Tally up how many lines in the listing below contain the string "Debug", and give only the total.

## Exercise material
○ ○ ○ ○ ○

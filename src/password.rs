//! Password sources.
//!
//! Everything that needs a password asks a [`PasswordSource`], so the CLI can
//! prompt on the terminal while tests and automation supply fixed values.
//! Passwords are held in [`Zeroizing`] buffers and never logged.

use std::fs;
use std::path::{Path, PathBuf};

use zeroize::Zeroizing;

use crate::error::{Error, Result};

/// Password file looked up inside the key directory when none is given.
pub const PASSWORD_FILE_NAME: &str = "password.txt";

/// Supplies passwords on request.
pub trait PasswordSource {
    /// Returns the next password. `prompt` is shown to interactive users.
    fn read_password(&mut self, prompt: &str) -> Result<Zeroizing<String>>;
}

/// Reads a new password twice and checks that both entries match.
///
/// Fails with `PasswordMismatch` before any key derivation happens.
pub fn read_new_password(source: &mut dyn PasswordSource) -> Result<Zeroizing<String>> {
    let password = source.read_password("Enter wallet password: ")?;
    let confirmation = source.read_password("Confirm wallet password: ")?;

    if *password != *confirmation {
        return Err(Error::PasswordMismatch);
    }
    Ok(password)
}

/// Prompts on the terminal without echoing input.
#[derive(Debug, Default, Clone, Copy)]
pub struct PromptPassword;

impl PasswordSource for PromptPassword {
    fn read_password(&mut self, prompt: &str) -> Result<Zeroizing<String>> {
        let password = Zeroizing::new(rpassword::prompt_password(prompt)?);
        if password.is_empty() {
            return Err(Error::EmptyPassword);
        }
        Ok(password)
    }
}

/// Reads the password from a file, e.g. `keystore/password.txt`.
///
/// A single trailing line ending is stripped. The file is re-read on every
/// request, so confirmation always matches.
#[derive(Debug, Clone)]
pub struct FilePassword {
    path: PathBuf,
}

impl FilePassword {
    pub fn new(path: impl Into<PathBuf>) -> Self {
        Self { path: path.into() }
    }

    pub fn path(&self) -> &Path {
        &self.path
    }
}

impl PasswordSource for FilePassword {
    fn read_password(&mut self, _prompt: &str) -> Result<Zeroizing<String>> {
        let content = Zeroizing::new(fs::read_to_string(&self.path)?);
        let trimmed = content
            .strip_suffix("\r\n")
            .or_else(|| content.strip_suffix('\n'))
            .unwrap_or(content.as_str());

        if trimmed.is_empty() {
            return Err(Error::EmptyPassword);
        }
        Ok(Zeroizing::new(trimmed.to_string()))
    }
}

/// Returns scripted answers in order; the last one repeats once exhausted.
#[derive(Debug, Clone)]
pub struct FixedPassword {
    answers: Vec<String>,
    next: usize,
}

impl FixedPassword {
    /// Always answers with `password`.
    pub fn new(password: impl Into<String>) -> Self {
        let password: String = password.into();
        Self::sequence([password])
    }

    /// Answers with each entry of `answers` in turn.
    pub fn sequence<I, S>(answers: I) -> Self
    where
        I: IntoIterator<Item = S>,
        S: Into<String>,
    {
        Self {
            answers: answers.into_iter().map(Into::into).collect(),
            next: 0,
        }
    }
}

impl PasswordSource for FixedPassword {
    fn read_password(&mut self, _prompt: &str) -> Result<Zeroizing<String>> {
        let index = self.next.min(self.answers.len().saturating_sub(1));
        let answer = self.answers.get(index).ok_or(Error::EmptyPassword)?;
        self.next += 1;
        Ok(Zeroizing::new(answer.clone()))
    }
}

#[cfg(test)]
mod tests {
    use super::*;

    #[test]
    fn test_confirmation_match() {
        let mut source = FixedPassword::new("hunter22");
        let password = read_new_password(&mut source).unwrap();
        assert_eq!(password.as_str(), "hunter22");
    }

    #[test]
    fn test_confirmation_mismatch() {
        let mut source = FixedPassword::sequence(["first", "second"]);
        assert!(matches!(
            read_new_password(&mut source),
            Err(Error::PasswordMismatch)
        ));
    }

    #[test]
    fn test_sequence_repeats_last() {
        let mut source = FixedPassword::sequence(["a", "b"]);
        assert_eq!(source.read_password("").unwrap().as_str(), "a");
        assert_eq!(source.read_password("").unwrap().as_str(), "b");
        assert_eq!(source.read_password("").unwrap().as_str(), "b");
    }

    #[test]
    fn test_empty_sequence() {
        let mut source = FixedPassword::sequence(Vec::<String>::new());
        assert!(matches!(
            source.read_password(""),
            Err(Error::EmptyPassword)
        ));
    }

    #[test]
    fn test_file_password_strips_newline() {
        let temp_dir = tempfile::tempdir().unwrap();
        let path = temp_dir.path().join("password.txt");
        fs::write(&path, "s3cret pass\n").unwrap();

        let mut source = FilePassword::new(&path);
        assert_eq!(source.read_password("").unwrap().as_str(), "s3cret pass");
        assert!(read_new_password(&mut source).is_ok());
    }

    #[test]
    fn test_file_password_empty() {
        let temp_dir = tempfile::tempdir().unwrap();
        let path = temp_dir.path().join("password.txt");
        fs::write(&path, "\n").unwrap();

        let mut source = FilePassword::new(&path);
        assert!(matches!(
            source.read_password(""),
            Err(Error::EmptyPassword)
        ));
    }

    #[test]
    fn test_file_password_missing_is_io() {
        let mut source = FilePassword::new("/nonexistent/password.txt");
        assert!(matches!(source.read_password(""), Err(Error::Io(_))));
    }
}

○ ○ ○ ○ ○

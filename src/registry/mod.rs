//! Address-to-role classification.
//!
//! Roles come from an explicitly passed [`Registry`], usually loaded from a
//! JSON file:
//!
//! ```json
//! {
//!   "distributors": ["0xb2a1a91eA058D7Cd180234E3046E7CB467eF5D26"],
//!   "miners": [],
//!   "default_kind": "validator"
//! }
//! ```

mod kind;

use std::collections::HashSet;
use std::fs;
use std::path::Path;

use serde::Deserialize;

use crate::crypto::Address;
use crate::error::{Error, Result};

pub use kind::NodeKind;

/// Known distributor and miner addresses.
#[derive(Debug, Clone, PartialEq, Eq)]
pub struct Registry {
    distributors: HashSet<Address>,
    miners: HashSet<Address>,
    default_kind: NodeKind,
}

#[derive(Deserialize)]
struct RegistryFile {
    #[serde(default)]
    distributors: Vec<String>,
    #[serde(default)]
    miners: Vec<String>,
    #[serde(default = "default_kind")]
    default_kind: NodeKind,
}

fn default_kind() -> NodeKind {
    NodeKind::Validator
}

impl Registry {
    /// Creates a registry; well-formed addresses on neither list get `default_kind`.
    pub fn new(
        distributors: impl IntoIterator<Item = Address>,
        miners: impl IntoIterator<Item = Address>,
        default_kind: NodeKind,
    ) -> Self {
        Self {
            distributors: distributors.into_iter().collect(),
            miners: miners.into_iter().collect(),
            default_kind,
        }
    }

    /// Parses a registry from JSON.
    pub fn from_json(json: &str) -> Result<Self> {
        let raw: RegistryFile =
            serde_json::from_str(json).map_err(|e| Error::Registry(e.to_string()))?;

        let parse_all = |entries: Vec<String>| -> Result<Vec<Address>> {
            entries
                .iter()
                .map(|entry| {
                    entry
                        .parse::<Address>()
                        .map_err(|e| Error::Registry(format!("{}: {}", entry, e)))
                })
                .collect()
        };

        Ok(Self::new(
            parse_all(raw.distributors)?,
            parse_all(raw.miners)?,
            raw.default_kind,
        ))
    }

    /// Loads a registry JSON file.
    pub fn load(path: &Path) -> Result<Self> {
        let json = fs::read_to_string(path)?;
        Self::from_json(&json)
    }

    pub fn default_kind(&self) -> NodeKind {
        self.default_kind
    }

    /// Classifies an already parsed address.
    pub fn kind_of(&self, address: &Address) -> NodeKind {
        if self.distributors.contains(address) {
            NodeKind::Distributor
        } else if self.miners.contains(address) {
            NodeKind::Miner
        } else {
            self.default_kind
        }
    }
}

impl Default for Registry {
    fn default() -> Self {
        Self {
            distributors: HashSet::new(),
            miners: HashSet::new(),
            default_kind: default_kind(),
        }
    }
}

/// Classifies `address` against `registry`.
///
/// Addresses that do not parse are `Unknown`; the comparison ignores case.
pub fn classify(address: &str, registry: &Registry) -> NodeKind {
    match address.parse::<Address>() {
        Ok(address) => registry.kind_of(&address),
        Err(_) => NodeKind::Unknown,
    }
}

○ ○ ○ ○ ○

## Solution to the problem
4